__Work to be completed__: All lines between the start of the listing below and the line containing "let rendered = reporters::report(&report, cli.compact)?;", inclusive, must be repeated exactly.

__Exercise inputs__:
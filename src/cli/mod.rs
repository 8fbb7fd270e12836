//! CLI definition and handler

use anyhow::{Context, Result};
use audit_report::config::{find_report_config, load_audit_results, load_report_config};
use audit_report::reporters;
use audit_report::scoring::ReportBuilder;
use clap::Parser;
use std::path::PathBuf;
use tracing::info;

/// Score audit results into a category report
#[derive(Parser, Debug)]
#[command(name = "audit-report")]
#[command(
    version,
    about = "Score raw audit results into a weighted, per-category JSON report",
    after_help = "\
Examples:
  audit-report --results results.json                       Use ./audit-report.toml
  audit-report --config categories.json --results lhr.json  Explicit category config
  audit-report --results results.json --compact -o out.json Single-line JSON to a file"
)]
pub struct Cli {
    /// Category configuration (.toml or .json). Searched in the current
    /// directory when omitted.
    #[arg(long, short = 'c', env = "AUDIT_REPORT_CONFIG")]
    pub config: Option<PathBuf>,

    /// Audit results JSON (id -> result, optionally wrapped in "audits")
    #[arg(long, short = 'r')]
    pub results: PathBuf,

    /// Output file path (default: stdout)
    #[arg(long, short = 'o')]
    pub output: Option<PathBuf>,

    /// Emit single-line JSON
    #[arg(long)]
    pub compact: bool,

    /// Log level (error, warn, info, debug, trace)
    #[arg(long, default_value = "warn", value_parser = ["error", "warn", "info", "debug", "trace"])]
    pub log_level: String,
}

pub fn run(cli: Cli) -> Result<()> {
    let config_path = match cli.config {
        Some(path) => path,
        None => {
            let cwd = std::env::current_dir().context("Failed to read current directory")?;
            find_report_config(&cwd)?
        }
    };

    let spec = load_report_config(&config_path)
        .with_context(|| format!("Failed to load category config {}", config_path.display()))?;
    let results = load_audit_results(&cli.results)
        .with_context(|| format!("Failed to load audit results {}", cli.results.display()))?;

    let report = ReportBuilder::new(&spec).generate_report_json(&results);
    let rendered = reporters::report(&report, cli.compact)?;

    match cli.output {
        Some(path) => {
            std::fs::write(&path, format!("{rendered}\n"))
                .with_context(|| format!("Failed to write {}", path.display()))?;
            info!("Report written to {}", path.display());
        }
        None => println!("{rendered}"),
    }

    Ok(())
}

__Solution to the exercise__:
filename src/cli/mod.rs
repository 8fbb7fd270e12836
//! CLI definition and handler

use anyhow::{Context, Result};
use audit_report::config::{find_report_config, load_audit_results, load_report_config};
use audit_report::reporters;
use audit_report::scoring::ReportBuilder;
use clap::Parser;
use std::path::PathBuf;
use tracing::info;

/// Score audit results into a category report
#[derive(Parser, Debug)]
#[command(name = "audit-report")]
#[command(
    version,
    about = "Score raw audit results into a weighted, per-category JSON report",
    after_help = "\
Examples:
  audit-report --results results.json                       Use ./audit-report.toml
  audit-report --config categories.json --results lhr.json  Explicit category config
  audit-report --results results.json --compact -o out.json Single-line JSON to a file"
)]
pub struct Cli {
    /// Category configuration (.toml or .json). Searched in the current
    /// directory when omitted.
    #[arg(long, short = 'c', env = "AUDIT_REPORT_CONFIG")]
    pub config: Option<PathBuf>,

    /// Audit results JSON (id -> result, optionally wrapped in "audits")
    #[arg(long, short = 'r')]
    pub results: PathBuf,

    /// Output file path (default: stdout)
    #[arg(long, short = 'o')]
    pub output: Option<PathBuf>,

    /// Emit single-line JSON
    #[arg(long)]
    pub compact: bool,

    /// Log level (error, warn, info, debug, trace)
    #[arg(long, default_value = "warn", value_parser = ["error", "warn", "info", "debug", "trace"])]
    pub log_level: String,
}

pub fn run(cli: Cli) -> Result<()> {
    let config_path = match cli.config {
        Some(path) => path,
        None => {
            let cwd = std::env::current_dir().context("Failed to read current directory")?;
            find_report_config(&cwd)?
        }
    };

    let spec = load_report_config(&config_path)
        .with_context(|| format!("Failed to load category config {}", config_path.display()))?;
    let results = load_audit_results(&cli.results)
        .with_context(|| format!("Failed to load audit results {}", cli.results.display()))?;

    let report = ReportBuilder::new(&spec).generate_report_json(&results);
    let rendered = reporters::report(&report, cli.compact)?;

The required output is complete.